Davon zeugen auch zahlreiche Beiträge im Forum – beispielsweise, wenn entmenschlichende Ausdrücke das Wort „Frau“ ersetzen. Größere Bekanntheit erlangte der Begriff „Incels“ im März auch durch die Netflix-Erfolgsserie „Adolescence“, die den gewaltsamen Tod einer Schülerin thematisiert.

Auch offen gewaltverherrlichende Einträge stoßen in der Community auf Zustimmung: „Es sollten mehr Vergewaltigungen in Filmen gezeigt werden, je mehr sie normalisiert werden, desto besser“, schreibt einer, die anderen feiern ihn dafür. Viele Posts geben zudem rassistische und antisemitische Gedanken wieder.

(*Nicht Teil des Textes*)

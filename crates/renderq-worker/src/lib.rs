//! Worker harness for the renderq engine.
//!
//! This crate provides:
//! - A bounded-concurrency task runner with lease heartbeats
//! - The codec engine seam plus a shell-command implementation
//! - Retry utilities for flaky infrastructure calls

pub mod codec;
pub mod config;
pub mod error;
pub mod retry;
pub mod runner;

pub use codec::{CodecEngine, ProgressHandle, ReportOutcome, ShellCodecEngine};
pub use config::WorkerConfig;
pub use error::{WorkerError, WorkerResult};
pub use retry::{retry_async, FailureTracker, RetryConfig};
pub use runner::TaskRunner;
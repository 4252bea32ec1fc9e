//! Lease management: time-bounded exclusive task ownership.

use std::collections::HashMap;
use std::time::Duration;

use async_trait::async_trait;
use chrono::{DateTime, Utc};
use tokio::sync::RwLock;
use tracing::debug;

use renderq_models::{Lease, TaskId, WorkerId};

use crate::error::{EngineError, EngineResult};

/// Grants a worker exclusive ownership of a task for a bounded duration.
///
/// Expiry is passive: an expired lease is treated as if it never existed,
/// and every worker-originated update re-verifies freshness through
/// [`LeaseStore::get`] rather than trusting a cached flag.
#[async_trait]
pub trait LeaseStore: Send + Sync {
    /// Acquire a lease. Fails with `AlreadyLeased` if a live lease exists.
    async fn acquire(
        &self,
        task: &TaskId,
        worker: &WorkerId,
        ttl: Duration,
    ) -> EngineResult<DateTime<Utc>>;

    /// Extend the lease. Fails with `LeaseLost` unless `worker` is the
    /// current live holder.
    async fn renew(
        &self,
        task: &TaskId,
        worker: &WorkerId,
        ttl: Duration,
    ) -> EngineResult<DateTime<Utc>>;

    /// Release the lease. Idempotent: releasing a lease not held by
    /// `worker` is a no-op.
    async fn release(&self, task: &TaskId, worker: &WorkerId) -> EngineResult<()>;

    /// Current lease for a task, if any (may be expired; callers check).
    async fn get(&self, task: &TaskId) -> EngineResult<Option<Lease>>;
}

/// In-process lease backend.
pub struct MemoryLeaseStore {
    leases: RwLock<HashMap<TaskId, Lease>>,
}

impl MemoryLeaseStore {
    pub fn new() -> Self {
        Self {
            leases: RwLock::new(HashMap::new()),
        }
    }
}

impl Default for MemoryLeaseStore {
    fn default() -> Self {
        Self::new()
    }
}

fn expires(ttl: Duration) -> DateTime<Utc> {
    Utc::now() + chrono::Duration::from_std(ttl).unwrap_or_default()
}

#[async_trait]
impl LeaseStore for MemoryLeaseStore {
    async fn acquire(
        &self,
        task: &TaskId,
        worker: &WorkerId,
        ttl: Duration,
    ) -> EngineResult<DateTime<Utc>> {
        let mut leases = self.leases.write().await;
        let now = Utc::now();

        if let Some(existing) = leases.get(task) {
            if existing.is_live(now) {
                return Err(EngineError::AlreadyLeased { task: task.clone() });
            }
        }

        let expires_at = expires(ttl);
        leases.insert(task.clone(), Lease::new(worker.clone(), expires_at));
        debug!(task_id = %task, worker_id = %worker, %expires_at, "Lease acquired");
        Ok(expires_at)
    }

    async fn renew(
        &self,
        task: &TaskId,
        worker: &WorkerId,
        ttl: Duration,
    ) -> EngineResult<DateTime<Utc>> {
        let mut leases = self.leases.write().await;
        let now = Utc::now();

        match leases.get_mut(task) {
            Some(lease) if lease.is_held_by(worker, now) => {
                lease.expires_at = expires(ttl);
                Ok(lease.expires_at)
            }
            _ => Err(EngineError::LeaseLost { task: task.clone() }),
        }
    }

    async fn release(&self, task: &TaskId, worker: &WorkerId) -> EngineResult<()> {
        let mut leases = self.leases.write().await;
        if leases.get(task).map(|l| &l.owner) == Some(worker) {
            leases.remove(task);
            debug!(task_id = %task, worker_id = %worker, "Lease released");
        }
        Ok(())
    }

    async fn get(&self, task: &TaskId) -> EngineResult<Option<Lease>> {
        Ok(self.leases.read().await.get(task).cloned())
    }
}

#[cfg(test)]
mod tests {
    use super::*;

    fn ids() -> (TaskId, WorkerId, WorkerId) {
        (
            TaskId::from_string("t1"),
            WorkerId::from_string("w1"),
            WorkerId::from_string("w2"),
        )
    }

    #[tokio::test]
    async fn test_acquire_is_exclusive() {
        let store = MemoryLeaseStore::new();
        let (task, w1, w2) = ids();
        let ttl = Duration::from_secs(60);

        store.acquire(&task, &w1, ttl).await.unwrap();
        let err = store.acquire(&task, &w2, ttl).await.unwrap_err();
        assert!(matches!(err, EngineError::AlreadyLeased { .. }));
    }

    #[tokio::test]
    async fn test_expired_lease_is_reacquirable() {
        let store = MemoryLeaseStore::new();
        let (task, w1, w2) = ids();

        store.acquire(&task, &w1, Duration::ZERO).await.unwrap();
        // w1's lease already expired; w2 may take over
        store.acquire(&task, &w2, Duration::from_secs(60)).await.unwrap();
    }

    #[tokio::test]
    async fn test_renew_requires_live_holder() {
        let store = MemoryLeaseStore::new();
        let (task, w1, w2) = ids();
        let ttl = Duration::from_secs(60);

        let first = store.acquire(&task, &w1, ttl).await.unwrap();
        let renewed = store.renew(&task, &w1, ttl).await.unwrap();
        assert!(renewed >= first);

        let err = store.renew(&task, &w2, ttl).await.unwrap_err();
        assert!(matches!(err, EngineError::LeaseLost { .. }));
    }

    #[tokio::test]
    async fn test_renew_fails_after_expiry() {
        let store = MemoryLeaseStore::new();
        let (task, w1, _) = ids();

        store.acquire(&task, &w1, Duration::ZERO).await.unwrap();
        let err = store.renew(&task, &w1, Duration::from_secs(60)).await.unwrap_err();
        assert!(matches!(err, EngineError::LeaseLost { .. }));
    }

    #[tokio::test]
    async fn test_release_is_idempotent() {
        let store = MemoryLeaseStore::new();
        let (task, w1, w2) = ids();
        let ttl = Duration::from_secs(60);

        store.acquire(&task, &w1, ttl).await.unwrap();
        store.release(&task, &w1).await.unwrap();
        store.release(&task, &w1).await.unwrap();
        assert!(store.get(&task).await.unwrap().is_none());

        // Releasing someone else's lease is a no-op
        store.acquire(&task, &w2, ttl).await.unwrap();
        store.release(&task, &w1).await.unwrap();
        assert!(store.get(&task).await.unwrap().is_some());
    }

    #[tokio::test]
    async fn test_concurrent_acquire_single_winner() {
        let store = std::sync::Arc::new(MemoryLeaseStore::new());
        let task = TaskId::from_string("t1");
        let ttl = Duration::from_secs(60);

        let mut handles = Vec::new();
        for i in 0..16 {
            let store = std::sync::Arc::clone(&store);
            let task = task.clone();
            let worker = WorkerId::from_string(format!("w{i}"));
            handles.push(tokio::spawn(async move {
                store.acquire(&task, &worker, ttl).await.is_ok()
            }));
        }

        let mut winners = 0;
        for handle in handles {
            if handle.await.unwrap() {
                winners += 1;
            }
        }
        assert_eq!(winners, 1);
    }
}
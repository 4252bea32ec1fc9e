//! Redis backends for the renderq engine.
//!
//! This crate provides:
//! - Delay queue on a sorted set with atomic ready-time pops
//! - Distributed leases with owner-compared renewal and release
//! - Sequence-guarded checkpoint hashes
//! - Event transport via Redis Pub/Sub

pub mod checkpoint;
pub mod config;
mod error;
pub mod lease;
pub mod queue;
pub mod transport;

pub use checkpoint::RedisCheckpointStore;
pub use config::RedisConfig;
pub use lease::RedisLeaseStore;
pub use queue::RedisTaskQueue;
pub use transport::RedisEventChannel;
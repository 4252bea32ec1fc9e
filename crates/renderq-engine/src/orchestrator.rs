//! The orchestrator: authoritative owner of task records.
//!
//! Accepts new tasks, drives state transitions, supervises worker leases,
//! and decides retry vs. dead-letter vs. completion. Workers propose
//! transitions through this API and never touch records directly.
//!
//! Per-task operations are linearized by the record map's write lock, with
//! the lease store acting as the mutual-exclusion point for worker
//! ownership; there is no cross-task locking.

use std::collections::HashMap;
use std::sync::Arc;
use std::time::Duration;

use chrono::{DateTime, Utc};
use tokio::sync::{watch, Mutex, RwLock};
use tokio::task::JoinHandle;
use tracing::{debug, info, warn};
use validator::Validate;

use renderq_models::{
    Checkpoint, ErrorClass, TaskError, TaskEventKind, TaskId, TaskInput, TaskRecord, TaskStatus,
    WorkerId,
};

use crate::checkpoint::{CheckpointStore, MemoryCheckpointStore};
use crate::config::EngineConfig;
use crate::error::{EngineError, EngineResult};
use crate::lease::{LeaseStore, MemoryLeaseStore};
use crate::metrics;
use crate::publisher::{EventPublisher, EventSink};
use crate::queue::{MemoryQueue, TaskQueue};
use crate::retry::{RetryDecision, RetryPolicy};
use crate::store::RecordStore;

/// Redelivery delay for queue entries whose record lives in another
/// process; the id goes back on the shared queue instead of being consumed.
const UNKNOWN_TASK_REDELIVERY: Duration = Duration::from_secs(5);

/// Context handed to the worker that won the acquire race.
#[derive(Debug, Clone)]
pub struct AcquiredTask {
    pub task_id: TaskId,
    pub input: TaskInput,
    /// Retry attempts already consumed (0 on the first run)
    pub attempt: u32,
    pub lease_expires_at: DateTime<Utc>,
    /// Last durable checkpoint; present means resume, absent means restart
    pub checkpoint: Option<Checkpoint>,
}

/// Response to a progress report.
#[derive(Debug, Clone, Copy)]
pub struct ProgressAck {
    /// Progress as recorded (monotonic, capped at 99 while processing)
    pub progress: u8,
    /// Cancellation flag; the worker must stop and report a
    /// `Cancelled`-class failure
    pub cancel_requested: bool,
}

/// Filter for dead-letter administration queries.
#[derive(Debug, Clone, Default)]
pub struct DeadLetterFilter {
    /// Only tasks whose error carries this code
    pub error_code: Option<String>,
    /// Only tasks that failed at or after this instant
    pub failed_after: Option<DateTime<Utc>>,
}

/// The task orchestration engine.
pub struct Orchestrator {
    config: EngineConfig,
    policy: RetryPolicy,
    queue: Arc<dyn TaskQueue>,
    leases: Arc<dyn LeaseStore>,
    checkpoints: Arc<dyn CheckpointStore>,
    publisher: EventPublisher,
    records: RwLock<HashMap<TaskId, TaskRecord>>,
    // idempotency key -> live task
    dedup: Mutex<HashMap<String, TaskId>>,
    record_store: Option<Arc<dyn RecordStore>>,
}
//! Event transport over Redis Pub/Sub.
//!
//! Each task gets its own channel; subscribers on other processes receive
//! the engine's event envelopes as JSON. Pub/Sub is fire-and-forget, so
//! the engine's terminal-event redelivery loop treats a publish error as
//! an unacknowledged delivery and retries.

use async_trait::async_trait;
use futures_util::StreamExt;
use tracing::debug;

use renderq_engine::{EngineResult, EventSink};
use renderq_models::{TaskEvent, TaskId};

use crate::config::RedisConfig;
use crate::error::{backend, codec};

/// Publishes and subscribes to task event channels.
pub struct RedisEventChannel {
    client: redis::Client,
    prefix: String,
    sink_id: String,
}

impl RedisEventChannel {
    pub fn new(config: &RedisConfig) -> EngineResult<Self> {
        let client = redis::Client::open(config.redis_url.as_str()).map_err(backend)?;
        Ok(Self {
            client,
            prefix: config.key("events"),
            sink_id: format!("redis-events:{}", config.key_prefix),
        })
    }

    fn channel_name(&self, task: &TaskId) -> String {
        format!("{}:{}", self.prefix, task)
    }

    /// Subscribe to a task's event channel.
    /// Returns a pinned stream that can be polled with `.next()`.
    pub async fn subscribe(
        &self,
        task: &TaskId,
    ) -> EngineResult<std::pin::Pin<Box<dyn futures_util::Stream<Item = TaskEvent> + Send>>> {
        let mut pubsub = self.client.get_async_pubsub().await.map_err(backend)?;
        let channel = self.channel_name(task);
        pubsub.subscribe(&channel).await.map_err(backend)?;
        debug!(task_id = %task, channel, "Subscribed to event channel");

        let stream = pubsub.into_on_message().filter_map(|msg| async move {
            let payload: String = msg.get_payload().ok()?;
            serde_json::from_str(&payload).ok()
        });
        Ok(Box::pin(stream))
    }
}

#[async_trait]
impl EventSink for RedisEventChannel {
    fn id(&self) -> &str {
        &self.sink_id
    }

    async fn deliver(&self, event: &TaskEvent) -> EngineResult<()> {
        let mut conn = self
            .client
            .get_multiplexed_async_connection()
            .await
            .map_err(backend)?;
        let channel = self.channel_name(&event.task_id);
        let payload = serde_json::to_string(event).map_err(codec)?;

        redis::AsyncCommands::publish::<_, _, ()>(&mut conn, channel, payload)
            .await
            .map_err(backend)?;
        Ok(())
    }
}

Die Community ist international vernetzt. Manche der Nutzer machen im Forum vage Angaben zu ihren Wohnorten. Einer sagt, er komme aus einer westdeutschen Großstadt. Ein anderer schreibt, er lebe in der Nähe von Hannover.

Nutzer zu kontaktieren, um sie nach ihrer Motivation zu fragen, ist im Rahmen dieser Recherche nicht möglich. Direktnachrichten verschicken dürfen nur User, die bereits sehr aktiv im Forum waren. Auch eine Anfrage an die Betreiber des Forums bleibt unbeantwortet. „Die Anbieter des auf dieser Website angebotenen Dienstes sind in keiner Weise für die von den Nutzern erstellten Inhalte und Konten verantwortlich“, heißt es in den Regeln des Forums.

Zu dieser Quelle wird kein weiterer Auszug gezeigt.